▶ **HOW TO COMPLETE THIS TASK**
Every line that contains the word "concurrently" should be copied from the records below.

(GIVEN RECORDS Opens)

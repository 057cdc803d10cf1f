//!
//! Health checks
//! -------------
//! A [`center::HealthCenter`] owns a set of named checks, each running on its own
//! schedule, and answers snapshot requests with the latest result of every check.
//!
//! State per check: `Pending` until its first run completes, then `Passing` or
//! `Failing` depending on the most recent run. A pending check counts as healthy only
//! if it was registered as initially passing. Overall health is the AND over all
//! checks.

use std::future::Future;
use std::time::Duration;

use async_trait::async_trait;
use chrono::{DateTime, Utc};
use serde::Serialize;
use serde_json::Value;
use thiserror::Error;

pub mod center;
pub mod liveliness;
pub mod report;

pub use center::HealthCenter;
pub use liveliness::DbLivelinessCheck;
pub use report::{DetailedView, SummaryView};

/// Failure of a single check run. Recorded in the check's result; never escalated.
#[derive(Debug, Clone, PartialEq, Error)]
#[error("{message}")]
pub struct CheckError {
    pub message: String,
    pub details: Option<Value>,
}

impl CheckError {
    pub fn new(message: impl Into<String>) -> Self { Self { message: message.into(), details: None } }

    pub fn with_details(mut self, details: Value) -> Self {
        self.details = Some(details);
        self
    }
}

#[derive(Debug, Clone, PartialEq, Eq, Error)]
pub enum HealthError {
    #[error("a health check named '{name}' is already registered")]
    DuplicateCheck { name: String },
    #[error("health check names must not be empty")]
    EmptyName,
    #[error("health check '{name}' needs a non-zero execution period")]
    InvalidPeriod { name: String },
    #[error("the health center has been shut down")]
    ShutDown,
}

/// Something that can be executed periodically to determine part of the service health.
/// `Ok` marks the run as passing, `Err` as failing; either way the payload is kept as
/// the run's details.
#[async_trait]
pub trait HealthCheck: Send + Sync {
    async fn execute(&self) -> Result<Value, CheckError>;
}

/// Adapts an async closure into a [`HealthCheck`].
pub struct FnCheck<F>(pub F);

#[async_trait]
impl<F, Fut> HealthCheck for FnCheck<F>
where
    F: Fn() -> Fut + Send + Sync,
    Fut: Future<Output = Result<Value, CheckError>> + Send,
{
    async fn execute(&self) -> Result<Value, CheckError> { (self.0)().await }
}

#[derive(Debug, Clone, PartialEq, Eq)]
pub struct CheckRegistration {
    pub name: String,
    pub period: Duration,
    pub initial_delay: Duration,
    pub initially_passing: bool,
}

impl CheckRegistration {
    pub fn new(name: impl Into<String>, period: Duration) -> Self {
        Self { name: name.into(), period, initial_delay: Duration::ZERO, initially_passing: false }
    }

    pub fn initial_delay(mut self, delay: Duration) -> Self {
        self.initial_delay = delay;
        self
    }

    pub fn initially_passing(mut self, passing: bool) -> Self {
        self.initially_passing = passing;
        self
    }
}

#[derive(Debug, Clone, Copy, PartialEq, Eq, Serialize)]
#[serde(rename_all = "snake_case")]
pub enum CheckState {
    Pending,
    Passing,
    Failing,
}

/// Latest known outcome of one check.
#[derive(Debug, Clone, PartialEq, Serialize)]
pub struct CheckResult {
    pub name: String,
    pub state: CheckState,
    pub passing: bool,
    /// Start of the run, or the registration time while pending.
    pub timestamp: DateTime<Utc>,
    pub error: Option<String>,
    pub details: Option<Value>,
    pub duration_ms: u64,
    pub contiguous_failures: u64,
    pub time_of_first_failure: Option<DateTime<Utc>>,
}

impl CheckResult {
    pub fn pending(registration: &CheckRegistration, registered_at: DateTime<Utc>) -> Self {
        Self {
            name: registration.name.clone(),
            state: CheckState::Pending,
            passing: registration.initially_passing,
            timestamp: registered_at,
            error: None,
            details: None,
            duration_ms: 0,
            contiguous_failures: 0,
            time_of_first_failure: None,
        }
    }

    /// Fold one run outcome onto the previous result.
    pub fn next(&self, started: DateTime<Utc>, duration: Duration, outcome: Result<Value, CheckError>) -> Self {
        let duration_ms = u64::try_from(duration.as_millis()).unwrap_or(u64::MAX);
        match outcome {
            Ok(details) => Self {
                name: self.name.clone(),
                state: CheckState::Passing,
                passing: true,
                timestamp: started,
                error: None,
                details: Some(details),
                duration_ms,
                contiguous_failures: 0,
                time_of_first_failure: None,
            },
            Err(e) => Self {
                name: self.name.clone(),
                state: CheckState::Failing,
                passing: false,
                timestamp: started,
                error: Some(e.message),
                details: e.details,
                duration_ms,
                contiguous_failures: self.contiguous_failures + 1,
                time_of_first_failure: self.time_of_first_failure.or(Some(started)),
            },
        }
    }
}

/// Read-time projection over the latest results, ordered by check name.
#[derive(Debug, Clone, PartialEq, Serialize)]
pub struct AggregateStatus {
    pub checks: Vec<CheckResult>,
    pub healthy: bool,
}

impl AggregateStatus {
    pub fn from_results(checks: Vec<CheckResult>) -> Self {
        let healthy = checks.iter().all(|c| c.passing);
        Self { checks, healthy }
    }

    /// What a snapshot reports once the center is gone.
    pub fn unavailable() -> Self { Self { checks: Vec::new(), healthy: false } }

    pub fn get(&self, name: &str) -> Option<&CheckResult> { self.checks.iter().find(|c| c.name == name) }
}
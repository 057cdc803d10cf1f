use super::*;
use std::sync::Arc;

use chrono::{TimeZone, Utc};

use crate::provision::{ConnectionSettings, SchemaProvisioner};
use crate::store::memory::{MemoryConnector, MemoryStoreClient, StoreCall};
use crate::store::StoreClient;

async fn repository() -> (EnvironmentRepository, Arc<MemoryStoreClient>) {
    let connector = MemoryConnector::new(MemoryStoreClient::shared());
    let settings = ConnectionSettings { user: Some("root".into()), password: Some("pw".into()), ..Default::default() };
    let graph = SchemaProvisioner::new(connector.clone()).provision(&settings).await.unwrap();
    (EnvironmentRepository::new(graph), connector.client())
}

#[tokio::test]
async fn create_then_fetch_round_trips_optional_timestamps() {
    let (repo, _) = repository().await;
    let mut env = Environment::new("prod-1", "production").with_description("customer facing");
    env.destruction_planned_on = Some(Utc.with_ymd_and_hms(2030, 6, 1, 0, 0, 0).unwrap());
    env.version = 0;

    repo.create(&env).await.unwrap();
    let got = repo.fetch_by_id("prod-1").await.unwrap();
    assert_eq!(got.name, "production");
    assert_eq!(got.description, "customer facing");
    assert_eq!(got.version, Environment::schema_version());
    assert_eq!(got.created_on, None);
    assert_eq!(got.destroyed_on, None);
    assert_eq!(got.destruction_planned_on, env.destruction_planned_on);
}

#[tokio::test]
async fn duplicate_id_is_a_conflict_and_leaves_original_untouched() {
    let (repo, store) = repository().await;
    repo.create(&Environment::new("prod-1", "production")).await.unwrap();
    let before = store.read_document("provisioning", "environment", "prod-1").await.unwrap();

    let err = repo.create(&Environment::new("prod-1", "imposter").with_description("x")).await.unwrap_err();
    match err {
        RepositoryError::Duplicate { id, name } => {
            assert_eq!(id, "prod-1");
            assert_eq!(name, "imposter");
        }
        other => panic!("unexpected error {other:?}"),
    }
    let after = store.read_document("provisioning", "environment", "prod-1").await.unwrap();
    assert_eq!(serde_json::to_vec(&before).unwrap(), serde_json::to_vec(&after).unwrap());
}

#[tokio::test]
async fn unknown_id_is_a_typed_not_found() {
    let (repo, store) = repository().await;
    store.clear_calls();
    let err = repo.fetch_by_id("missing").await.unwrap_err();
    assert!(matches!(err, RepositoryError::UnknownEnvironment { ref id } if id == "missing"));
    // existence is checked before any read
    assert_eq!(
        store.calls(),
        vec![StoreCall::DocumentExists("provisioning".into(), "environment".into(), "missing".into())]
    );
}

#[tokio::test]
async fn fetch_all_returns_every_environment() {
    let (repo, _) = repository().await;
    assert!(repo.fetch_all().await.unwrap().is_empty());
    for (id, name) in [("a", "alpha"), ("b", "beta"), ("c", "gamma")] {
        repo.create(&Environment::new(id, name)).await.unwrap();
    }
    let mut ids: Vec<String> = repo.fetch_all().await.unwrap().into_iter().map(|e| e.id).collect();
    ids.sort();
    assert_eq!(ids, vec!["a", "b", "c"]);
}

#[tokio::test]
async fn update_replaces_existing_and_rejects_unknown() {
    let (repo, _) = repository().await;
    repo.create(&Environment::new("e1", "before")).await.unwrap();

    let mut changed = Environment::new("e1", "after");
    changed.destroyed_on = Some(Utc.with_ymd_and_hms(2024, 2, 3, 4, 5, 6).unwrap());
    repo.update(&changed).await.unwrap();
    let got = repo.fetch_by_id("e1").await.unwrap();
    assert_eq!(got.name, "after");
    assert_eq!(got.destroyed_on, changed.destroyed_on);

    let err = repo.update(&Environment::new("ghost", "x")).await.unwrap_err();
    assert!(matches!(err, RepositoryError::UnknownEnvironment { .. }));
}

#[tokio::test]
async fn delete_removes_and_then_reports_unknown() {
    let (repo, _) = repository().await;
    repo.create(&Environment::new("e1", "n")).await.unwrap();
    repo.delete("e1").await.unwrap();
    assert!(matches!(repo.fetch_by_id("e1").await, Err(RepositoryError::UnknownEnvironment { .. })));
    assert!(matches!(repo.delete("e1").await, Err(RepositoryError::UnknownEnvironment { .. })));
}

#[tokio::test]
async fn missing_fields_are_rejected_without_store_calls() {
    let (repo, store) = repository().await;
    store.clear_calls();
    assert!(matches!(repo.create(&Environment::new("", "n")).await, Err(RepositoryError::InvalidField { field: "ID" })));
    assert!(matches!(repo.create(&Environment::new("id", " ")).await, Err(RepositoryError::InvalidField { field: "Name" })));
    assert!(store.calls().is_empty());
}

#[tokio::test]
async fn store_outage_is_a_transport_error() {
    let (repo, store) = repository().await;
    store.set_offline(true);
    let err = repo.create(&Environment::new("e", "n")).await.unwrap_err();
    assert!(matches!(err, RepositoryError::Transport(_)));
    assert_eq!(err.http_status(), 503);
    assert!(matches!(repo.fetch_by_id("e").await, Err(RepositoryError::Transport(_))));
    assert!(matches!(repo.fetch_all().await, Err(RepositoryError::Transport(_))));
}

(GIVEN RECORDS Closes)
(GIVEN RECORDS Opens)

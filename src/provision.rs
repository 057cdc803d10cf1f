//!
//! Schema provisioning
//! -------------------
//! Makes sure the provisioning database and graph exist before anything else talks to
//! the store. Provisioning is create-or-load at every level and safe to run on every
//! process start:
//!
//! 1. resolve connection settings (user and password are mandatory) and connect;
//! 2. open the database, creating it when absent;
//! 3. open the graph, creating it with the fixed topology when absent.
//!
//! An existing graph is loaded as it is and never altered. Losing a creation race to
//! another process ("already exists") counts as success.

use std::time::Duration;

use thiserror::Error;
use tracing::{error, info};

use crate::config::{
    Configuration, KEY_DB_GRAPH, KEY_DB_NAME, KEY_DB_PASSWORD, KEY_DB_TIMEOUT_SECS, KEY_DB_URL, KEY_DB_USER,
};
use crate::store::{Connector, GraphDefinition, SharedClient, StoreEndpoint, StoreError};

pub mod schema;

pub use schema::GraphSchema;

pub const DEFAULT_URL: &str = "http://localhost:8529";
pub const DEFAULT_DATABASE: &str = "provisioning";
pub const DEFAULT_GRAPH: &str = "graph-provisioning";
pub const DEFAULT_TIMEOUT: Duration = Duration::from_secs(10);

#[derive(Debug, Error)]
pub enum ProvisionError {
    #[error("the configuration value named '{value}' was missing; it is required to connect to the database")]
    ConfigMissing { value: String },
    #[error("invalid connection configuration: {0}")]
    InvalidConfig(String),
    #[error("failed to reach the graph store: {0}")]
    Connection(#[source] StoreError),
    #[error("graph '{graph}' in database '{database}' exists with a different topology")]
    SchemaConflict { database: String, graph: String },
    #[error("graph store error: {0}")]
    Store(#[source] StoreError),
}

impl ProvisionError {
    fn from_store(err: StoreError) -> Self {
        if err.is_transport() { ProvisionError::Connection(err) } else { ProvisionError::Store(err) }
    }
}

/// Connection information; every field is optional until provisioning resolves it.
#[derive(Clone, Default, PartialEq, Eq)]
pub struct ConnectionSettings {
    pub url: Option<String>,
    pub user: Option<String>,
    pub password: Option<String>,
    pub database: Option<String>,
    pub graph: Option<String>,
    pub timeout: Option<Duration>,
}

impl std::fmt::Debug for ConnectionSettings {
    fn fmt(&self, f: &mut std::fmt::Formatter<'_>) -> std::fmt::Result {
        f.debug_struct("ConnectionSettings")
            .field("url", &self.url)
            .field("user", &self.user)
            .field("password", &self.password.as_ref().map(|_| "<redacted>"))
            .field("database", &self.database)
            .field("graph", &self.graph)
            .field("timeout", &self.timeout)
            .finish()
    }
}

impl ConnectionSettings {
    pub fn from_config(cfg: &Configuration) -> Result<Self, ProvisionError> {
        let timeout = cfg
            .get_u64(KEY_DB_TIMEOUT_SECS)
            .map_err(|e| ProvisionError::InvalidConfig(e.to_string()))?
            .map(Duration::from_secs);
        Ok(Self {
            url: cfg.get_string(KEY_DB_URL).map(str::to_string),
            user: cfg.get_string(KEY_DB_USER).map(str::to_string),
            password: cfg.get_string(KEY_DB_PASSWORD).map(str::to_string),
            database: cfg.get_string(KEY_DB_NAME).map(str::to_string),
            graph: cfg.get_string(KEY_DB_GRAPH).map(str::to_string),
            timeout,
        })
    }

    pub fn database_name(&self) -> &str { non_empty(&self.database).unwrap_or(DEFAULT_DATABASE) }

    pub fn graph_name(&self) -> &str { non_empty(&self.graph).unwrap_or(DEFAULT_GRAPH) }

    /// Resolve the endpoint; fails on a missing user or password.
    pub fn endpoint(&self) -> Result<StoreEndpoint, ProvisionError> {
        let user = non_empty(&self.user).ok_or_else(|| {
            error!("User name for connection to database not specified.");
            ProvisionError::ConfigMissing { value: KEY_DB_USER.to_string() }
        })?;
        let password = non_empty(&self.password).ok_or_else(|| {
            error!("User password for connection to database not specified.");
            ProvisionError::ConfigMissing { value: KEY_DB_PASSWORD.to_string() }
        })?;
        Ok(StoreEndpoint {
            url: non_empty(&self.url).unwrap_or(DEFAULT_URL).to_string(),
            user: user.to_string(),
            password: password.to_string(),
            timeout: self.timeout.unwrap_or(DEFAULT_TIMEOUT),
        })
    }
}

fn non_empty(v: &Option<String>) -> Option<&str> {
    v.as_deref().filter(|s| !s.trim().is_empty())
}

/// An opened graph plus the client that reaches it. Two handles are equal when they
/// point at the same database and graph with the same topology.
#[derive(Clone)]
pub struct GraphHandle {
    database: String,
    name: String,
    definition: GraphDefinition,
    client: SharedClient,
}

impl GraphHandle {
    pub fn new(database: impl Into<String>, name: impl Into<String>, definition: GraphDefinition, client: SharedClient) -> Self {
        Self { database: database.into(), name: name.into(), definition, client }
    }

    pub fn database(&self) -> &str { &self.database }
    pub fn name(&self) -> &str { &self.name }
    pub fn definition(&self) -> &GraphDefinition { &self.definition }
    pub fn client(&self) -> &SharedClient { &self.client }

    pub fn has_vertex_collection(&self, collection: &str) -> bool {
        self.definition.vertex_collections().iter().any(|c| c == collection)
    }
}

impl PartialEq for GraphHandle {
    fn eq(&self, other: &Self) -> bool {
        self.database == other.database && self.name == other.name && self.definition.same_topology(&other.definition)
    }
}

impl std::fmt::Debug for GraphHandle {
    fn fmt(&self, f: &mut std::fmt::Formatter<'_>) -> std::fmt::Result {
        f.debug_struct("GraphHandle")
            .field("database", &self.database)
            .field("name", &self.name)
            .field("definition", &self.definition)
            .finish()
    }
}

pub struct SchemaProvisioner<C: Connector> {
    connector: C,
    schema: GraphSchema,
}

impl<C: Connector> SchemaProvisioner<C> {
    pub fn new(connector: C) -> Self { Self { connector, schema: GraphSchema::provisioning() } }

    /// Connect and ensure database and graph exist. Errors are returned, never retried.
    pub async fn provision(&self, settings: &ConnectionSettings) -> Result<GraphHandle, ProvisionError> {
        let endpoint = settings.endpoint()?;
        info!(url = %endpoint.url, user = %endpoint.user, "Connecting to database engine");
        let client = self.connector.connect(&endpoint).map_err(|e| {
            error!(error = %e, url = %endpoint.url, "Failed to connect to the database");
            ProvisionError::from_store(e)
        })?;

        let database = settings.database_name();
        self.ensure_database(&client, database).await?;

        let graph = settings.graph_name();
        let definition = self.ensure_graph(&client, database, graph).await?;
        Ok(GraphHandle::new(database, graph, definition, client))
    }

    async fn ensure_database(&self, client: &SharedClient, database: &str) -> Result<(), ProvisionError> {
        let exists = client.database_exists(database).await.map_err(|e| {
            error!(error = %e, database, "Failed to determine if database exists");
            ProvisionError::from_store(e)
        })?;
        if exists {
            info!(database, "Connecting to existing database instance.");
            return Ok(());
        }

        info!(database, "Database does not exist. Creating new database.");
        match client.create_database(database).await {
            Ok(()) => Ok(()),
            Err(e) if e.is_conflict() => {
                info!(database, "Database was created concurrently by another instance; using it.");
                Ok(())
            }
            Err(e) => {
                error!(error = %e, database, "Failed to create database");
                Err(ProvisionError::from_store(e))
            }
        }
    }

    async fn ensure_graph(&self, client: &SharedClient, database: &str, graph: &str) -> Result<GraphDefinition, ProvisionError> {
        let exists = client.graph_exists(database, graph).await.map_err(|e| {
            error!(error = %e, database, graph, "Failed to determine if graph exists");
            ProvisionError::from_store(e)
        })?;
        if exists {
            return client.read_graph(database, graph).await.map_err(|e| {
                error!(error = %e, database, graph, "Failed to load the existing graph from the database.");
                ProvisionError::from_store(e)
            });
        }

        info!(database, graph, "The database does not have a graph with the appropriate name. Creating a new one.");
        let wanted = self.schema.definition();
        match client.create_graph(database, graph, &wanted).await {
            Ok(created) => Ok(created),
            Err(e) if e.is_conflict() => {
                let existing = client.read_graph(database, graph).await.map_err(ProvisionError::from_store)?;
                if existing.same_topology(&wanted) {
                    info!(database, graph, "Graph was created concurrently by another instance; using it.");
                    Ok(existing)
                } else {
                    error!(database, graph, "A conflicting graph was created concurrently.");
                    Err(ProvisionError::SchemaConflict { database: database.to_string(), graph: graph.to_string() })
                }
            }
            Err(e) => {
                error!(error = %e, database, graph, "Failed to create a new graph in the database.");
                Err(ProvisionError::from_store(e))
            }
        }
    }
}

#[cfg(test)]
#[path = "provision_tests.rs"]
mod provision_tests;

(GIVEN RECORDS Closes)

▶ **YOUR SOLUTION**
                info!(database, "Database was created concurrently by another instance; using it.");
                    info!(database, graph, "Graph was created concurrently by another instance; using it.");
                    error!(database, graph, "A conflicting graph was created concurrently.");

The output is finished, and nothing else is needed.